8. Maintenant donc, osez, si vous le pouvez, attribuer à Dieu la création du soleil, de la lune et de tout ce qui brille d’un éclat visible dans les astres et dans notre feu terrestre ; et en même temps niez que Dieu soit le créateur de toutes les âmes, qui ne sont telles que par la vie qui les anime et qui l’emporte de beaucoup sur la lumière. Il est dans la vérité celui qui dit : En tant qu’il brille, cet objet est de Dieu ; et moi, grand Dieu, je serais dans l’erreur si je m’écrie : En tant qu’elle vit, cette âme est de Dieu ! De grâce n’exagérez pas l’aveuglement de l’esprit et les supplices de l’entendement jusqu’à soutenir que les hommes ne peuvent comprendre ces premières notions du bon sens ! Mais quelles que soient leur erreur et leur obstination, armé de mes raisons invincibles, je puis sans hésiter étudier avec eux ce sujet, l’envisager sous toutes ses faces et le discuter avec calme, sans craindre aucunement qu’aucun d’eux hésite un seul instant à reconnaître la supériorité de l’entendement ou de ce qui est perçu par l’intelligence, sur les sens ou sur tous les objets qui ne sont connus que par les sens. Cela posé, qui donc aurait la hardiesse de soutenir que les âmes, si vicieuses fussent-elles, en tant qu’elles sont âmes, ne doivent pas être rangées dans la classe des choses intelligibles, et que c’est par leurs défauts que nous les percevons ? En effet, ce qui constitue l’essence de l’âme, c’est la vie. Sans doute, c’est par leurs défauts que nous les connaissons vicieuses, car c’est parce qu’elles manquent de vertu qu’elles sont vicieuses : mais ce n’est pas par leurs défauts que nous percevons qu’elles sont des âmes ; elles le sont par la vie qui les anime. On ne peut pas dire davantage que la présence de la vie en elles soit la cause de leur défaillance : car la défaillance dans un objet est toujours en proportion de la disparition de la vie.

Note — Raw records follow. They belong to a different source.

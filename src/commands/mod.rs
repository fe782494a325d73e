pub mod indexing_commands;
pub mod search_commands;
use fuzzy_matcher::skim::SkimMatcherV2;
use fuzzy_matcher::FuzzyMatcher;
use rusqlite::Connection;

use crate::data::repository;
use crate::error::AppError;
use crate::models::record::TextRecord;
use crate::models::search::SearchHit;

/// Scores `text` against `term` when every char of `term` occurs in `text`
/// in order, contiguous or not.
fn subsequence_score(matcher: &SkimMatcherV2, term: &str, text: &str) -> Option<i64> {
    if term.is_empty() {
        return Some(0);
    }
    matcher.fuzzy_match(text, term)
}

/// Returns every stored record whose text fuzzy-matches `term`.
///
/// Hits come back in store order. That order is an artifact of how records
/// were written, not a relevance ranking; use [`rank`] for that.
pub fn search(conn: &Connection, term: &str) -> Result<Vec<SearchHit>, AppError> {
    let records = repository::list_records(conn)?;
    let term = term.to_lowercase();
    let matcher = SkimMatcherV2::default().respect_case();

    let hits: Vec<SearchHit> = records
        .into_iter()
        .filter_map(|record: TextRecord| {
            subsequence_score(&matcher, &term, &record.normalized_text)
                .map(|score| SearchHit { record, score })
        })
        .collect();

    tracing::debug!(term = %term, hits = hits.len(), "search finished");
    Ok(hits)
}

/// Orders hits by match score, best first. Ties keep their store order.
pub fn rank(mut hits: Vec<SearchHit>) -> Vec<SearchHit> {
    hits.sort_by(|a, b| b.score.cmp(&a.score));
    hits
}
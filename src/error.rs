use serde::Serialize;

#[derive(Debug, thiserror::Error)]
pub enum AppError {
    #[error("Database error: {0}")]
    Database(#[from] rusqlite::Error),

    #[error("IO error: {0}")]
    Io(#[from] std::io::Error),

    #[error("Directory scan error: {0}")]
    Walk(#[from] walkdir::Error),

    #[error("Serialization error: {0}")]
    Serde(#[from] serde_json::Error),

    #[error("{0}")]
    General(String),

    #[error("OCR error: {0}")]
    Ocr(String),

    #[error("Configuration error: {0}")]
    Config(String),

    #[error("index schema version {found} is not supported (expected {expected}); delete the index file and run `sfzf index` again")]
    SchemaMismatch { found: i64, expected: i64 },
}

impl Serialize for AppError {
    fn serialize<S>(&self, serializer: S) -> Result<S::Ok, S::Error>
    where
        S: serde::Serializer,
    {
        serializer.serialize_str(&self.to_string())
    }
}
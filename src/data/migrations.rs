use rusqlite::Connection;

use crate::error::AppError;

pub const SCHEMA_VERSION: i64 = 1;

const SCHEMA_V1: &str = "
CREATE TABLE IF NOT EXISTS text_records (
    id INTEGER PRIMARY KEY AUTOINCREMENT,
    source_path TEXT NOT NULL,
    normalized_text TEXT NOT NULL
);

CREATE INDEX IF NOT EXISTS idx_text_records_source ON text_records(source_path);
";

pub fn schema_version(conn: &Connection) -> Result<i64, AppError> {
    let version = conn.query_row("PRAGMA user_version", [], |row| row.get(0))?;
    Ok(version)
}

pub fn run_migrations(conn: &Connection) -> Result<(), AppError> {
    conn.execute_batch("PRAGMA journal_mode=WAL;")?;

    match schema_version(conn)? {
        0 => {
            conn.execute_batch(SCHEMA_V1)?;
            conn.pragma_update(None, "user_version", SCHEMA_VERSION)?;
        }
        SCHEMA_VERSION => conn.execute_batch(SCHEMA_V1)?,
        found => {
            return Err(AppError::SchemaMismatch {
                found,
                expected: SCHEMA_VERSION,
            })
        }
    }
    Ok(())
}
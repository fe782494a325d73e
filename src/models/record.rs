use serde::Serialize;

/// One normalized line of OCR output, before the store assigns it an id.
#[derive(Debug, Clone, PartialEq, Eq, Serialize)]
pub struct ExtractedLine {
    pub source_path: String,
    pub normalized_text: String,
}

#[derive(Debug, Clone, PartialEq, Eq, Serialize)]
pub struct TextRecord {
    pub id: i64,
    pub source_path: String,
    pub normalized_text: String,
}
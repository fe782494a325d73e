use std::io::Write;

use crate::config::Config;
use crate::data;
use crate::error::AppError;
use crate::models::index_summary::IndexSummary;
use crate::services::{indexing_service, ocr_service};

const PROGRESS_LOG_EVERY: usize = 10;

fn progress_status(processed: usize, total: usize) -> &'static str {
    if total == 0 || processed >= total {
        "done"
    } else {
        "active"
    }
}

fn should_log_progress(processed: usize, total: usize) -> bool {
    processed == 0 || processed >= total || processed % PROGRESS_LOG_EVERY == 0
}

fn emit_indexing_progress(processed: usize, total: usize) {
    if should_log_progress(processed, total) {
        tracing::info!(
            processed,
            total,
            status = progress_status(processed, total),
            "indexing progress"
        );
    }
}

/// `sfzf index`: rebuilds the index from the configured screenshot directory.
pub fn run_index(config: &Config, json: bool) -> Result<IndexSummary, AppError> {
    let engine = ocr_service::build_engine(&config.ocr)?;

    let mut conn = data::open_database(&config.db_path)?;
    let summary = indexing_service::reindex(
        &mut conn,
        engine.as_ref(),
        &config.screenshot_dir,
        &config.indexing,
        emit_indexing_progress,
    )?;
    drop(conn);

    let mut stdout = std::io::stdout().lock();
    if json {
        serde_json::to_writer_pretty(&mut stdout, &summary)?;
        writeln!(stdout)?;
    } else {
        writeln!(
            stdout,
            "indexed {} of {} screenshots ({} lines) from {}",
            summary.images_indexed,
            summary.images_found,
            summary.records_written,
            summary.screenshot_dir
        )?;
        for failure in &summary.failures {
            writeln!(stdout, "  skipped {}: {}", failure.path, failure.error)?;
        }
    }

    Ok(summary)
}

9. En face de cette évidence qui nous prouve que, bien moins encore que la lumière, les âmes ne peuvent être séparées de leur auteur, je repousserais, sans restriction aucune, toutes les objections qui me seraient faites, et je conjurerais mes adversaires d’imiter plutôt ceux qui avec moi proclament que Dieu est nécessairement l’auteur unique de tout ce qui existe, parce qu’il existe et en tant qu’il existe.